Absolute Carnage is a 2019 comic book crossover published by Marvel Comics, by Donny Cates and Ryan Stegman.

Editorial history
The comic book event was first announced in March at the 2019 Chicago Comic & Entertainment Expo, followed by an online press conference. Donny Cates said that Carnage would be the main villain, and that the story involves all Marvel characters who have used a symbiote at some point and reference older stories involving Venom. He said that "Cletus Kasady is back, and he is deadlier than he's ever been. Absolute Carnage encompasses every single character who has ever worn a symbiote and every symbiote that has ever been, going all the way back to when Peter found the black suit. Going from there to Maximum Carnage to Venomized to everything... everyone is a target". It was followed by several comics with variant cover arts with their characters reimagined with the Carnage symbiote.

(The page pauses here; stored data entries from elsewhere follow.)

//! Data transfer objects for the move service.
//!
//! Request and response bodies for the three game endpoints, serializable
//! via `serde`. These types bridge the domain model and the JSON payloads.
mod request;
mod response;

pub use request::*;
pub use response::*;
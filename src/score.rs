use serde::Deserialize;
use serde::Serialize;

/// Running tally kept by the move service across games.
#[derive(Debug, Default, Clone, Copy, Hash, Eq, PartialEq, Serialize, Deserialize)]
pub struct Scores {
    pub player: u32,
    pub ai: u32,
    pub draws: u32,
}

impl Scores {
    pub fn games(&self) -> u32 {
        self.player + self.ai + self.draws
    }
}

impl std::fmt::Display for Scores {
    fn fmt(&self, f: &mut std::fmt::Formatter) -> std::fmt::Result {
        write!(f, "{}-{}-{}", self.player, self.ai, self.draws)
    }
}
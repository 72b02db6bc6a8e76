use super::*;
use serde::Deserialize;
use serde::Serialize;

/// Number of cells on the grid.
pub const CELLS: usize = 9;

/// Row-major 3x3 grid mirrored from the move service.
///
/// Serialized as a flat array of nine marks; any other length is rejected.
#[derive(Debug, Default, Clone, Copy, Hash, Eq, PartialEq, Serialize, Deserialize)]
#[serde(transparent)]
pub struct Board([Mark; CELLS]);

impl Board {
    pub fn empty() -> Self {
        Self::default()
    }
    pub fn get(&self, cell: Cell) -> Mark {
        self.0[cell.index()]
    }
    pub fn is_vacant(&self, cell: Cell) -> bool {
        self.get(cell).is_empty()
    }
    pub fn marks(&self) -> impl Iterator<Item = (Cell, Mark)> + '_ {
        Cell::all().zip(self.0.iter().copied())
    }
}

impl From<[Mark; CELLS]> for Board {
    fn from(marks: [Mark; CELLS]) -> Self {
        Self(marks)
    }
}

/// Compact form: `X.O/...` rows, `.` for empty.
impl std::fmt::Display for Board {
    fn fmt(&self, f: &mut std::fmt::Formatter) -> std::fmt::Result {
        for (cell, mark) in self.marks() {
            if cell.index() > 0 && cell.index() % 3 == 0 {
                write!(f, "/")?;
            }
            match mark {
                Mark::Empty => write!(f, ".")?,
                mark => write!(f, "{}", mark)?,
            }
        }
        Ok(())
    }
}
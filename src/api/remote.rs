use super::*;
use gloo_net::http::Request;
use gloo_net::http::Response;
use serde::de::DeserializeOwned;
use web_sys::RequestCredentials;

/// [`Api`] over `fetch`, one JSON POST per call.
#[derive(Debug, Default, Clone)]
pub struct Remote {
    endpoints: Endpoints,
}

impl Remote {
    pub fn new(endpoints: Endpoints) -> Self {
        Self { endpoints }
    }

    async fn post<T>(&self, url: String, body: Option<serde_json::Value>) -> anyhow::Result<T>
    where
        T: DeserializeOwned,
    {
        let request = Request::post(&url).header("Content-Type", "application/json");
        let request = match self.endpoints.is_cross_origin() {
            true => request.credentials(RequestCredentials::Include),
            false => request,
        };
        let request = match body {
            Some(ref json) => request.json(json),
            None => request.build(),
        }
        .map_err(|e| anyhow::anyhow!("build {}: {}", url, e))?;
        let response = request
            .send()
            .await
            .map_err(|e| anyhow::anyhow!("send {}: {}", url, e))?;
        Self::decode(&url, response).await
    }

    async fn decode<T>(url: &str, response: Response) -> anyhow::Result<T>
    where
        T: DeserializeOwned,
    {
        if !response.ok() {
            return Err(anyhow::anyhow!("{} responded {}", url, response.status()));
        }
        response
            .json::<T>()
            .await
            .map_err(|e| anyhow::anyhow!("decode {}: {}", url, e))
    }
}

#[async_trait::async_trait(?Send)]
impl Api for Remote {
    async fn play(&self, cell: Cell) -> anyhow::Result<GameState> {
        let body = serde_json::to_value(crate::dto::MoveRequest::from(cell))?;
        log::debug!("playing cell {}", cell);
        self.post(self.endpoints.play(), Some(body)).await
    }
    async fn reset(&self) -> anyhow::Result<GameState> {
        self.post(self.endpoints.reset(), None).await
    }
    async fn clear(&self) -> anyhow::Result<ScoreState> {
        self.post(self.endpoints.clear(), None).await
    }
}
mod board;
mod cell;
mod mark;

pub use board::*;
pub use cell::*;
pub use mark::*;
use anyhow::{Context, Result};
use async_std::{fs, path::Path};
use tracing::info;

use crate::{persisted, scenario::Scenario};

/// Loads and validates a scenario from a YAML file. A default (empty)
/// scenario is returned if the file does not exist.
pub async fn load_scenario(path: &Path) -> Result<Scenario> {
    match load_scenario_text(path).await? {
        Some(text) => {
            let persistent: persisted::Scenario =
                serde_yaml::from_str(text.as_str()).context("Failed to parse scenario")?;
            Scenario::try_from(persistent).with_context(|| {
                format!("Invalid scenario file: {}", path.to_string_lossy())
            })
        }
        None => Ok(Scenario::default()),
    }
}

/// Loads scenario file to a string. Returns Ok(None) if the scenario file
/// does not exist.
async fn load_scenario_text(path: &Path) -> Result<Option<String>> {
    if path.is_file().await {
        info!("Loading scenario from {}", path.to_string_lossy());
        fs::read_to_string(path).await.map(Some).with_context(|| {
            format!(
                "Could not load scenario file: {}",
                path.to_string_lossy(),
            )
        })
    } else {
        info!(
            "Scenario does not exist or is not a file, using an empty one: {}",
            path.to_string_lossy()
        );
        Ok(None)
    }
}
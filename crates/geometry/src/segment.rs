use glam::DVec2;

/// A line segment with begin point `a` and end point `b`.
#[derive(Clone, Copy, Debug, PartialEq)]
pub struct Segment {
    a: DVec2,
    b: DVec2,
}

impl Segment {
    pub fn new(a: DVec2, b: DVec2) -> Self {
        Self { a, b }
    }

    pub fn a(&self) -> DVec2 {
        self.a
    }

    pub fn b(&self) -> DVec2 {
        self.b
    }

    /// Vector from `a` to `b`.
    pub fn direction(&self) -> DVec2 {
        self.b - self.a
    }

    pub fn length(&self) -> f64 {
        self.a.distance(self.b)
    }

    /// Returns the same segment with swapped end points.
    pub fn reversed(&self) -> Self {
        Self::new(self.b, self.a)
    }

    /// Returns minimum and maximum corner of the segment's bounding box.
    pub(crate) fn bounds(&self) -> (DVec2, DVec2) {
        (self.a.min(self.b), self.a.max(self.b))
    }
}
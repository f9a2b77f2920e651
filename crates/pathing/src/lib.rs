#![allow(rustdoc::private_intra_doc_links)]
//! This library implements any angle shortest path finding among convex
//! polygonal obstacles.
//!
//! Obstacles are inflated by a clearance margin and a visibility graph is
//! built from their vertices. Query points (agents and their goals) are
//! layered on top of the static graph as a batch of external points which
//! is cheap to replace every simulation tick. Paths are searched with A*.
//!
//! ```
//! use nav_pathing::{ConvexPolygon, PathFinder, Point};
//!
//! let square = ConvexPolygon::from_convex_hull(&[
//!     Point::new(-1., -1.),
//!     Point::new(1., -1.),
//!     Point::new(1., 1.),
//!     Point::new(-1., 1.),
//! ])
//! .unwrap();
//!
//! let mut finder = PathFinder::from_polygons(&[square], 0.);
//! let start = Point::new(-5., 0.);
//! let dest = Point::new(5., 0.);
//! finder.set_external_points(&[start, dest]);
//!
//! let path = finder.find_path(start, dest);
//! assert_eq!(path.waypoints().len(), 4);
//! ```

mod astar;
mod builder;
mod external;
mod finder;
mod graph;
mod obstacles;
mod path;
mod store;
mod utils;

pub use finder::{PathError, PathFinder};
pub use nav_geometry::{ConvexPolygon, Point, Segment};
pub use path::Path;
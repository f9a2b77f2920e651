use glam::DVec2;
use nav_geometry::ConvexPolygon;

/// An enum to allow for safe selection of the number of generated items.
#[derive(Copy, Clone, Debug)]
pub enum NumPoints {
    Ten,
    OneHundred,
    OneThousand,
}

impl TryFrom<u32> for NumPoints {
    type Error = &'static str;

    fn try_from(value: u32) -> Result<Self, Self::Error> {
        match value {
            10 => Ok(Self::Ten),
            100 => Ok(Self::OneHundred),
            1000 => Ok(Self::OneThousand),
            _ => Err("Invalid number of points"),
        }
    }
}

impl From<&NumPoints> for usize {
    fn from(value: &NumPoints) -> Self {
        match value {
            NumPoints::Ten => 10,
            NumPoints::OneHundred => 100,
            NumPoints::OneThousand => 1000,
        }
    }
}

impl From<NumPoints> for usize {
    fn from(value: NumPoints) -> Self {
        Self::from(&value)
    }
}

/// Generates deterministic pseudo-random points.
///
/// # Arguments
/// * `number` - the selected number of points from the [NumPoints] enum.
/// * `max_value` - the max and min value for the returned point, the numbers returned will be
/// between -max_value and +max_value.
/// * `seed` - seed of the generator.
///
/// # Returns
/// A list of points with x and y between -max_value and +max_value. This is guaranteed to be
/// deterministic across calls with the same input.
pub fn random_points(number: NumPoints, max_value: f64, seed: u64) -> Vec<DVec2> {
    let number: usize = number.into();
    let rng = fastrand::Rng::with_seed(seed);

    (0..number)
        .map(|_| max_value * 2. * (DVec2::new(rng.f64(), rng.f64()) - 0.5))
        .collect()
}

/// Generates deterministic axis aligned square obstacles centered at
/// [`random_points`]. The squares may overlap.
pub fn random_squares(
    number: NumPoints,
    max_value: f64,
    half_size: f64,
    seed: u64,
) -> Vec<ConvexPolygon> {
    random_points(number, max_value, seed)
        .into_iter()
        .map(|center| square(center, half_size))
        .collect()
}

/// Returns an axis aligned square.
///
/// # Panics
///
/// Panics if `half_size` is not a positive finite number.
pub fn square(center: DVec2, half_size: f64) -> ConvexPolygon {
    let half = DVec2::splat(half_size);
    rectangle(center - half, center + half)
}

/// Returns an axis aligned rectangle.
///
/// # Panics
///
/// Panics if the rectangle has zero area.
pub fn rectangle(min: DVec2, max: DVec2) -> ConvexPolygon {
    ConvexPolygon::from_convex_hull(&[
        min,
        DVec2::new(max.x, min.y),
        max,
        DVec2::new(min.x, max.y),
    ])
    .expect("Degenerate rectangle.")
}
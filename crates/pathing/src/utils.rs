use glam::DVec2;
use ordered_float::OrderedFloat;

/// Point usable as a canonical map key. Two points are equal only if their
/// coordinates are exactly equal, except that `-0.0` equals `0.0`.
#[derive(Clone, Copy, PartialEq, Eq, Hash, Debug, PartialOrd, Ord)]
pub(crate) struct HashablePoint(OrderedFloat<f64>, OrderedFloat<f64>);

impl HashablePoint {
    pub(crate) fn new(point: DVec2) -> Self {
        debug_assert!(!point.is_nan());
        Self(OrderedFloat(point.x), OrderedFloat(point.y))
    }
}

The tie-ins were announced in May. They feature Spider-Man, Venom, Deadpool, Miles Morales, Iron Fist and Scream, among others.

Plot

Issue 1

Chapter 1: The Bleeding King
While walking to Times Square, Eddie Brock explains to his son Dylan about how the Symbiotes were created by Knull as well as the Church of the New Darkness having resurrected Cletus Kasady. Upon arrival, Eddie notices that there are wanted posters for Venom for the deaths of Lee Price and several inmates at Ryker's Island. When they flee into the subway upon being trailed by a man in a trenchcoat, they encounter Cletus Kasady who shoves them onto the subway tracks. They are saved by the man in the trenchcoat who is actually the Venom symbiote in disguise. The Venom symbiote re-bonds to Eddie where it states to him that it has fully recovered from the dark magic that it absorbed. A pair of police officers arrive and hold Venom at gunpoint. When the train explodes, Venom shields Dylan as Dark Carnage appears. The Dark Carnage stands at 13 ft., is colored black and red with a white spiral on its head, a gaping maw, a skeletal appearance, and a white dragon emblem on its chest. Venom tells the police officers to get Dylan as far away from here as possible while he confronts Dark Carnage where he notices that Cletus' body is bonded to the Grendel symbiote. As Dark Carnage tries to rip the Venom symbiote off of Eddie, he claims that Knull is coming to destroy everything. Eddie uses the electrical rails of the subway to disable Dark Carnage as it briefly separates to reveal Cletus' corpse. While recuperating at an apartment, Eddie and Dylan are visited by Robbie Robertson. He notices Eddie's condition and calls Peter Parker.

Chapter 2: The God Son
Sometime later at The Coffee Bean & Tea Leaf, Spider-Man meets with Eddie and Dylan where he hears about Cletus being bonded to the Carnage symbiote, the approach of Knull as well as Eddie's encounters with Roland Treece and the Dinosaur People. Their discussion is interrupted by a news report about some bodies Angelo Fortunato, Carl Mach, Leslie Gesneria, and Thaddeus Ross where Eddie suspects that Anne Weying might be among the bodies in the pit. After thwarting a robbery, Spider-Man states to Eddie that he would ask Mister Fantastic for a solution that involves extracting the codices without killing people, but the timeline is unfeasible causing Eddie to take Spider-Man to meet with Maker. At the house of "Rex Strickland", Spider-Man and Venom meet Maker who is working on the S.C.I.T.H.E. (short for Symbiote Codex Isolation and Thermo-Heated Extraction) that was commissioned by Project Oversight. Normie Osborn was brought to Maker as he and Dylan get acquainted. When Spider-Man would not let the S.C.I.T.H.E. be tested on Dylan, Maker states that he wants to test it on Norman Osborn.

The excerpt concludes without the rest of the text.